[erlang-questions] Support for newcomers and the popularity of Erlang

Ulf Wiger ulf@REDACTED
Wed Mar 21 07:33:22 CET 2012

On 21 Mar 2012, at 02:38, Wojciech Knapik wrote:

> On Mon, Mar 19, 2012 at 05:38:37PM +0100, Ulf Wiger wrote:
>> I much prefer to have a slightly more strict setup, where you e.g.
>> designate one or two "master" machines that keep a persistent copy of
>> the database. The other machines can start up with the env variable:
>> extra_db_nodes : MasterNodes, and access the database without even
>> having their own copy.
> Let's assume for a moment, that full replication is indeed unnecessary.
> We still want to run identical nodes. Or at least the static code
> delivered to all nodes should be the same and runtime decisions should
> designate a master node. That is not trivial.
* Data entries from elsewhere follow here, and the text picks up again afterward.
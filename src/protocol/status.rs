//! # Commands and Status Queries
//!
//! A status query writes a [`CommandFrame`] carrying the status-request code
//! and then does a single bounded read. The response has no framing of its
//! own: whatever arrives before the read deadline is the response, and
//! nothing arriving at all is a valid (empty) answer.

use serde::{Deserialize, Serialize};
use std::time::Duration;

use super::frame::{CommandFrame, DEFAULT_COMMAND_MARKER, DEFAULT_STATUS_CODE};
use crate::error::SmartParallelError;
use crate::transport::{Channel, is_deadline_error};

/// Capacity of the status response buffer (bytes)
pub const DEFAULT_READ_CAPACITY: usize = 256;

/// How long a status query waits for a response
pub const DEFAULT_READ_DEADLINE: Duration = Duration::from_millis(500);

/// Command framing and response-read settings
#[derive(Debug, Clone, PartialEq, Eq, Serialize, Deserialize)]
#[serde(default, deny_unknown_fields)]
pub struct CommandSettings {
    /// Byte announcing a command frame
    pub marker: u8,
    /// Status-request command code
    pub status_code: u8,
    /// Response read deadline in milliseconds
    pub read_deadline_ms: u64,
    /// Response buffer size in bytes
    pub read_capacity: usize,
}

impl CommandSettings {
    /// Response read deadline
    pub fn read_deadline(&self) -> Duration {
        Duration::from_millis(self.read_deadline_ms)
    }
}

impl Default for CommandSettings {
    fn default() -> Self {
        Self {
            marker: DEFAULT_COMMAND_MARKER,
            status_code: DEFAULT_STATUS_CODE,
            read_deadline_ms: DEFAULT_READ_DEADLINE.as_millis() as u64,
            read_capacity: DEFAULT_READ_CAPACITY,
        }
    }
}

/// Send a command frame with the configured marker.
///
/// ## Errors
///
/// [`SmartParallelError::WriteFailure`] if the frame can't be written.
pub fn send_command<C: Channel + ?Sized>(
    channel: &mut C,
    settings: &CommandSettings,
    code: u8,
) -> Result<(), SmartParallelError> {
    let frame = CommandFrame::new(settings.marker, code);
    tracing::debug!(marker = frame.marker, code = frame.code, "sending command");

    channel
        .write_bytes(&frame.to_bytes())
        .map_err(|source| SmartParallelError::WriteFailure {
            line_index: None,
            lines_sent: 0,
            source,
        })
}

/// # Query Printer Status
///
/// Sends the status-request command and returns the response text.
///
/// An empty string means the interface didn't answer before the deadline.
///
/// ## Example
///
/// ```
/// use smartparallel::protocol::{CommandSettings, query_status};
/// use smartparallel::transport::MockChannel;
///
/// let mut channel = MockChannel::new().respond(b"ONLINE");
/// let status = query_status(&mut channel, &CommandSettings::default())?;
/// assert_eq!(status, "ONLINE");
///
/// # Ok::<(), smartparallel::SmartParallelError>(())
/// ```
///
/// ## Errors
///
/// - [`SmartParallelError::WriteFailure`] if the command can't be written
/// - [`SmartParallelError::ReadFailure`] for read errors other than the
///   deadline passing
pub fn query_status<C: Channel + ?Sized>(
    channel: &mut C,
    settings: &CommandSettings,
) -> Result<String, SmartParallelError> {
    send_command(channel, settings, settings.status_code)?;

    let mut buf = vec![0u8; settings.read_capacity];
    let n = match channel.read_bytes(&mut buf, settings.read_deadline()) {
        Ok(n) => n,
        Err(e) if is_deadline_error(&e) => 0,
        Err(e) => return Err(SmartParallelError::ReadFailure(e)),
    };

    if n == 0 {
        tracing::debug!("no status response before deadline");
    }
    Ok(String::from_utf8_lossy(&buf[..n]).into_owned())
}

#[cfg(test)]
mod tests {
    use super::*;
    use crate::transport::MockChannel;
    use std::io;

    #[test]
    fn test_writes_status_frame() {
        let mut channel = MockChannel::new();
        let settings = CommandSettings {
            marker: 0x1B,
            status_code: 0x3F,
            ..Default::default()
        };

        query_status(&mut channel, &settings).unwrap();
        assert_eq!(channel.frames(), &[vec![0x1Bu8, 0x3F, 0x00]]);
    }

    #[test]
    fn test_returns_response_text() {
        let mut channel = MockChannel::new().respond(b"READY 80");
        let status = query_status(&mut channel, &CommandSettings::default()).unwrap();
        assert_eq!(status, "READY 80");
    }

    #[test]
    fn test_no_bytes_is_empty_response() {
        let mut channel = MockChannel::new();
        let status = query_status(&mut channel, &CommandSettings::default()).unwrap();
        assert_eq!(status, "");
    }

    #[test]
    fn test_deadline_errors_are_empty_response() {
        for kind in [io::ErrorKind::TimedOut, io::ErrorKind::WouldBlock] {
            let mut channel = MockChannel::new().respond_err(kind);
            let status = query_status(&mut channel, &CommandSettings::default()).unwrap();
            assert!(status.is_empty());
        }
    }

    #[test]
    fn test_other_read_errors_surface() {
        let mut channel = MockChannel::new().respond_err(io::ErrorKind::BrokenPipe);
        let err = query_status(&mut channel, &CommandSettings::default()).unwrap_err();
        assert!(matches!(err, SmartParallelError::ReadFailure(_)));
    }

    #[test]
    fn test_response_bounded_by_capacity() {
        let mut channel = MockChannel::new().respond(&[b'x'; 64]);
        let settings = CommandSettings {
            read_capacity: 16,
            ..Default::default()
        };
        let status = query_status(&mut channel, &settings).unwrap();
        assert_eq!(status.len(), 16);
    }

    #[test]
    fn test_read_uses_configured_deadline() {
        let mut channel = MockChannel::new();
        let settings = CommandSettings {
            read_deadline_ms: 250,
            ..Default::default()
        };
        query_status(&mut channel, &settings).unwrap();
        assert_eq!(channel.deadlines(), &[Duration::from_millis(250)]);
    }

    #[test]
    fn test_write_failure_skips_read() {
        let mut channel = MockChannel::new().fail_write_at(0).respond(b"unused");
        let err = query_status(&mut channel, &CommandSettings::default()).unwrap_err();
        assert!(matches!(
            err,
            SmartParallelError::WriteFailure { line_index: None, .. }
        ));
        assert!(channel.deadlines().is_empty());
    }
}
Would we have to
> "manually" implement an election algorithm, or are there any Erlang
> mechanisms that would make this simpler ? If "manual" is the answer,
> then would you suggest any specific algorithm ?

A simple way to create a critical section is to use global:trans


In this case, what you really need to ensure that the initial schema is created
only once, on one node, and the other nodes attach themselves to it.

> From what everyone here is saying, full mnesia replication will give us
> fault tolerance, but at a severe cost to scalability and performance.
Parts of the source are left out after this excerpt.